Although circumstances have changed since the time when railroads owned many politicians and symbolized progress, the message from Operation Lifesaver has remained the same. It is our duty as trial lawyers to recognize this anomaly and educate each and every prospective juror about this situation. We must acknowledge that there is a part in each of us which recalls early “teachings” based upon the concepts of Operation Lifesaver. However, we must reveal that those “teachings” originated from the railroad industry itself. A critical analysis of Operation Lifesaver with each juror can cast an entirely new light on the true purpose behind that program. Ask any juror if he has ever heard of an Operation Lifesaver program which included education about the duties owed by the railroad to the motoring public.
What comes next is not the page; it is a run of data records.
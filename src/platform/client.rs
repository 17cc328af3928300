//! HTTP implementation of [`PlatformApi`] over reqwest.
//!
//! Authentication uses the OAuth2 client-credentials grant: the token endpoint
//! is discovered from `GET /v2/info`, a bearer token is requested once when the
//! client connects, and it is attached to every later request. A run lasts
//! minutes while client tokens are valid for hours, so the token is not
//! refreshed.

use reqwest::header::ACCEPT;
use serde::Deserialize;
use serde::de::DeserializeOwned;
use tracing::{debug, info};

use super::PlatformApi;
use super::pagination::{PageSource, V2Page, V3Page, fetch_all};
use crate::config::PlatformConfig;
use crate::constants::{ERROR_BODY_LIMIT, REQUEST_TIMEOUT, V2_RESULTS_PER_PAGE, V3_PER_PAGE};
use crate::core::FetchError;
use crate::models::{App, Buildpack, Droplet, SpaceInfo, SpaceRole, SpaceUser};

/// Authenticated Cloud Foundry API client.
pub struct CfClient {
    http: reqwest::Client,
    api: String,
    token: String,
}

#[derive(Debug, Deserialize)]
struct InfoResponse {
    token_endpoint: String,
}

#[derive(Debug, Deserialize)]
struct TokenResponse {
    #[serde(default)]
    access_token: String,
}

#[derive(Debug, Deserialize)]
struct UserEntity {
    #[serde(default)]
    username: Option<String>,
}

#[derive(Debug, Deserialize)]
struct SpaceResource {
    guid: String,
    name: String,
    #[serde(default)]
    included: SpaceIncluded,
}

#[derive(Debug, Default, Deserialize)]
struct SpaceIncluded {
    #[serde(default)]
    organizations: Vec<OrganizationResource>,
}

#[derive(Debug, Deserialize)]
struct OrganizationResource {
    name: String,
}

impl CfClient {
    /// Build the HTTP client and exchange client credentials for a token.
    ///
    /// # Errors
    ///
    /// Returns [`FetchError::Client`] if the HTTP client cannot be built and
    /// [`FetchError::Auth`] (or a request error) if the token exchange fails.
    pub async fn connect(config: &PlatformConfig) -> Result<Self, FetchError> {
        let http = reqwest::Client::builder()
            .timeout(REQUEST_TIMEOUT)
            .danger_accept_invalid_certs(config.skip_ssl_validation)
            .build()
            .map_err(|source| FetchError::Client { source })?;

        let api = config.api_address.trim_end_matches('/').to_string();
        let token = request_token(&http, &api, &config.client_id, &config.client_secret).await?;
        info!(api = %api, "authenticated against platform API");

        Ok(Self { http, api, token })
    }

    /// API root this client talks to.
    pub fn api_address(&self) -> &str {
        &self.api
    }

    async fn get_json<T: DeserializeOwned>(&self, path: &str) -> Result<T, FetchError> {
        let body = self.get_body(path).await?;
        serde_json::from_str(&body).map_err(|source| FetchError::Decode {
            path: path.to_string(),
            source,
        })
    }
}

impl PageSource for CfClient {
    async fn get_body(&self, path: &str) -> Result<String, FetchError> {
        let url = format!("{}{}", self.api, path);
        debug!(url = %url, "GET");

        let response = self
            .http
            .get(&url)
            .bearer_auth(&self.token)
            .header(ACCEPT, "application/json")
            .send()
            .await
            .map_err(|source| FetchError::Request {
                path: path.to_string(),
                source,
            })?;

        let status = response.status();
        let body = response.text().await.map_err(|source| FetchError::Request {
            path: path.to_string(),
            source,
        })?;

        if !status.is_success() {
            return Err(FetchError::Status {
                path: path.to_string(),
                status: status.as_u16(),
                body: truncate(body),
            });
        }
        Ok(body)
    }
}

impl PlatformApi for CfClient {
    async fn list_apps(&self) -> Result<Vec<App>, FetchError> {
        fetch_all::<V3Page<App>, _>(self, &format!("/v3/apps?per_page={V3_PER_PAGE}")).await
    }

    async fn list_buildpacks(&self) -> Result<Vec<Buildpack>, FetchError> {
        fetch_all::<V3Page<Buildpack>, _>(self, &format!("/v3/buildpacks?per_page={V3_PER_PAGE}"))
            .await
    }

    async fn list_current_droplets(&self, app_guid: &str) -> Result<Vec<Droplet>, FetchError> {
        let path = format!("/v3/apps/{app_guid}/droplets?current=true&per_page={V3_PER_PAGE}");
        fetch_all::<V3Page<Droplet>, _>(self, &path).await
    }

    async fn list_space_roles(
        &self,
        space_guid: &str,
        role: SpaceRole,
    ) -> Result<Vec<SpaceUser>, FetchError> {
        let path = format!(
            "/v2/spaces/{space_guid}/{}?results-per-page={V2_RESULTS_PER_PAGE}",
            role.collection()
        );
        let resources = fetch_all::<V2Page<UserEntity>, _>(self, &path).await?;

        Ok(resources
            .into_iter()
            .map(|resource| {
                SpaceUser::new(
                    resource.metadata.guid,
                    resource.entity.username.unwrap_or_default(),
                    role,
                )
            })
            .collect())
    }

    async fn get_space(&self, space_guid: &str) -> Result<SpaceInfo, FetchError> {
        let space: SpaceResource = self
            .get_json(&format!("/v3/spaces/{space_guid}?include=organization"))
            .await?;

        let org_name = space
            .included
            .organizations
            .into_iter()
            .next()
            .map(|org| org.name)
            .unwrap_or_default();

        Ok(SpaceInfo {
            guid: space.guid,
            name: space.name,
            org_name,
        })
    }
}

async fn request_token(
    http: &reqwest::Client,
    api: &str,
    client_id: &str,
    client_secret: &str,
) -> Result<String, FetchError> {
    let info_url = format!("{api}/v2/info");
    let response = http
        .get(&info_url)
        .header(ACCEPT, "application/json")
        .send()
        .await
        .map_err(|source| FetchError::Request {
            path: info_url.clone(),
            source,
        })?;
    let status = response.status();
    let body = response.text().await.map_err(|source| FetchError::Request {
        path: info_url.clone(),
        source,
    })?;
    if !status.is_success() {
        return Err(FetchError::Status {
            path: info_url,
            status: status.as_u16(),
            body: truncate(body),
        });
    }
    let info: InfoResponse = serde_json::from_str(&body).map_err(|source| FetchError::Decode {
        path: info_url.clone(),
        source,
    })?;

    let endpoint = format!("{}/oauth/token", info.token_endpoint.trim_end_matches('/'));
    debug!(endpoint = %endpoint, "requesting client-credentials token");

    let response = http
        .post(&endpoint)
        .basic_auth(client_id, Some(client_secret))
        .header(ACCEPT, "application/json")
        .form(&[("grant_type", "client_credentials")])
        .send()
        .await
        .map_err(|source| FetchError::Request {
            path: endpoint.clone(),
            source,
        })?;

    let status = response.status();
    if !status.is_success() {
        return Err(FetchError::Auth {
            endpoint,
            reason: format!("HTTP {}", status.as_u16()),
        });
    }

    let body = response.text().await.map_err(|source| FetchError::Request {
        path: endpoint.clone(),
        source,
    })?;
    let token: TokenResponse = serde_json::from_str(&body).map_err(|source| FetchError::Decode {
        path: endpoint.clone(),
        source,
    })?;

    if token.access_token.is_empty() {
        return Err(FetchError::Auth {
            endpoint,
            reason: "response carried no access_token".to_string(),
        });
    }
    Ok(token.access_token)
}

fn truncate(mut body: String) -> String {
    if body.len() > ERROR_BODY_LIMIT {
        let mut end = ERROR_BODY_LIMIT;
        while !body.is_char_boundary(end) {
            end -= 1;
        }
        body.truncate(end);
    }
    body
}
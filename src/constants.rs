//! Global constants used throughout buildpack-notify.
//!
//! Timeouts, page sizes, defaults and fixed strings that are shared across
//! modules live here so magic values stay discoverable.

use std::time::Duration;

/// Timeout for every request against the platform API (10 seconds).
pub const REQUEST_TIMEOUT: Duration = Duration::from_secs(10);

/// Page size requested from V3 list endpoints.
pub const V3_PER_PAGE: u32 = 100;

/// Page size requested from V2 list endpoints.
pub const V2_RESULTS_PER_PAGE: u32 = 100;

/// Maximum number of response-body bytes kept in a [`crate::core::FetchError::Status`].
pub const ERROR_BODY_LIMIT: usize = 512;

/// Default SMTP port when `SMTP_PORT` is not set.
pub const DEFAULT_SMTP_PORT: u16 = 25;

/// Default port of the health-check listener when `PORT` is not set.
pub const DEFAULT_HTTP_PORT: u16 = 8080;

/// Default directory holding `mail/notify.tmpl`.
pub const DEFAULT_TEMPLATE_DIR: &str = "templates";

/// Display name used in the `From` header of notification emails.
pub const SENDER_NAME: &str = "cloud.gov";

/// Subject prefix of notification emails.
pub const SUBJECT_PREFIX: &str = "Action required: restage your";
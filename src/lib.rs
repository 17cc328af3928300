//! buildpack-notify - tell Cloud Foundry space owners when their apps need a restage
//!
//! Operators update system buildpacks to ship security fixes, but running apps
//! keep the droplet they were staged with until someone restages them. This
//! crate finds started apps whose current droplet was built before one of its
//! buildpacks was updated and emails the developers and managers of the
//! owning spaces, one message per person listing all of their affected apps.
//!
//! # Run flow
//!
//! 1. Load buildpack freshness records ([`freshness`])
//! 2. List installed buildpacks and keep those new or updated since the last
//!    run
//! 3. List apps and flag outdated ones by comparing each current droplet's
//!    creation time with the buildpack update time ([`detector`])
//! 4. Resolve space developers and managers into a per-user app list
//!    ([`owners`])
//! 5. Render and send one email per user ([`templating`], [`notify`],
//!    [`mailer`])
//! 6. Record the processed buildpacks so the next run skips them
//!
//! [`pipeline`] ties these together; [`platform`] is the narrow API the core
//! logic talks to.
//!
//! # Modules
//!
//! - [`cli`] - flags and mode dispatch
//! - [`config`] - environment and `VCAP_SERVICES` configuration
//! - [`core`] - error types and timestamp parsing
//! - [`models`] - platform resources and notification data
//! - [`platform`] - platform API trait, HTTP client and pagination
//! - [`release`] - release links for system buildpacks
//! - [`server`] - health-check listener

// Core functionality modules
pub mod cli;
pub mod config;
pub mod constants;
pub mod core;
pub mod models;

// Platform access
pub mod platform;

// Detection and notification
pub mod detector;
pub mod freshness;
pub mod mailer;
pub mod notify;
pub mod owners;
pub mod pipeline;
pub mod release;
pub mod templating;

// Supporting modules
pub mod server;

// test_utils module is available for both unit tests and integration tests
#[cfg(any(test, feature = "test-utils"))]
pub mod test_utils;
use std::time::Duration;

use assert_cmd::Command;
use buildpack_notify::freshness::{FreshnessStore, SqliteStore};
use buildpack_notify::test_utils::fixtures::buildpack;
use predicates::prelude::*;
use tempfile::TempDir;

fn command() -> Command {
    let mut cmd = Command::cargo_bin("buildpack-notify").unwrap();
    cmd.env_clear().env("NO_COLOR", "1");
    cmd
}

#[test]
fn test_help_lists_modes() {
    command()
        .arg("--help")
        .assert()
        .success()
        .stdout(predicate::str::contains("--notify"))
        .stdout(predicate::str::contains("--clear"))
        .stdout(predicate::str::contains("--dry-run"));
}

#[test]
fn test_verbose_and_quiet_conflict() {
    command().args(["--verbose", "--quiet"]).assert().failure();
}

#[test]
fn test_notify_without_configuration_fails() {
    command()
        .arg("--notify")
        .assert()
        .code(1)
        .stderr(predicate::str::contains("Missing required configuration"))
        .stderr(predicate::str::contains("CF_API"));
}

#[test]
fn test_unsupported_database_url_fails() {
    command()
        .arg("--clear")
        .env("DATABASE_URL", "postgres://localhost/notify")
        .assert()
        .code(1)
        .stderr(predicate::str::contains("DATABASE_URL"));
}

#[test]
fn test_clear_then_keeps_serving_health_checks() {
    let temp = TempDir::new().unwrap();
    let path = temp.path().join("notify.db");
    SqliteStore::open(&path)
        .unwrap()
        .save(&buildpack("bp-1", "python_buildpack", "2016-06-08T16:41:45Z"))
        .unwrap();

    command()
        .arg("--clear")
        .env("DATABASE_URL", format!("sqlite://{}", path.display()))
        .env("PORT", "0")
        .timeout(Duration::from_secs(2))
        .assert()
        .interrupted()
        .stderr(predicate::str::contains("cleared freshness records"))
        .stderr(predicate::str::contains("health-check listener started"));

    assert!(SqliteStore::open(&path).unwrap().load().unwrap().is_empty());
}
Those would include the following:

  1. The correct whistle sequence that should be heard before a train crosses any railroad grade crossing.
  2. The appropriate sight triangle that should be made available to the motorist approaching a railroad grade crossing.
  3. The need for well-placed and well-maintained warning devices to advise the motoring public of the presence of grade crossings.
  4. The need for active grade crossings to be closely monitored, maintained, and upgraded when necessary.
  5. The need to work closely with local authorities to identify special hazards.

The list of duties could go on forever. There are innumerable responsibilities placed upon a railroad at public grade crossings. Unfortunately, none of these concepts have ever been included in the teachings of Operation Lifesaver. Given this simple point for consideration, jurors will readily recognize the self-serving nature of Operation Lifesaver. They need to be asked if they have ever seen a railroad post a 1-800 number to gather information on how their conductors and engineers are performing their safety duties. All of those jurors have seen semi-trailer trucks which bear notices soliciting information about the safety practices of their drivers. No juror will likely have any personal knowledge of a railroad doing anything to enhance the safety of the motoring public. In fact, you need to challenge jurors to ask about any safety programs in which the railroads have taken it upon themselves to ask for public input for the purpose of finding out how grade crossings could be made safer, or ask for public input regarding ways in which they could make their trains easier to see or hear, or ask for public input on how to locate visibility hazards at grade crossings caused by the shoddy vegetation control practices.

In the late 1970’s and early 1980’s the insurance industry began concerted efforts to tamper with all potential jurors in this country. The “insurance crisis” was pasted all over the newspapers and magazines and aired on radio and television. The insurance companies all used their tremendous resources to paint jurors as gullible and capable of making terrible decisions to adversely affect the rights of the insurance industry. Allegations of widespread insurance fraud were manufactured by the industry for the sole purpose of poisoning potential jurors throughout the country. Most lawyers who tried cases during that era remember the significant impact of this industry-wide jury tampering.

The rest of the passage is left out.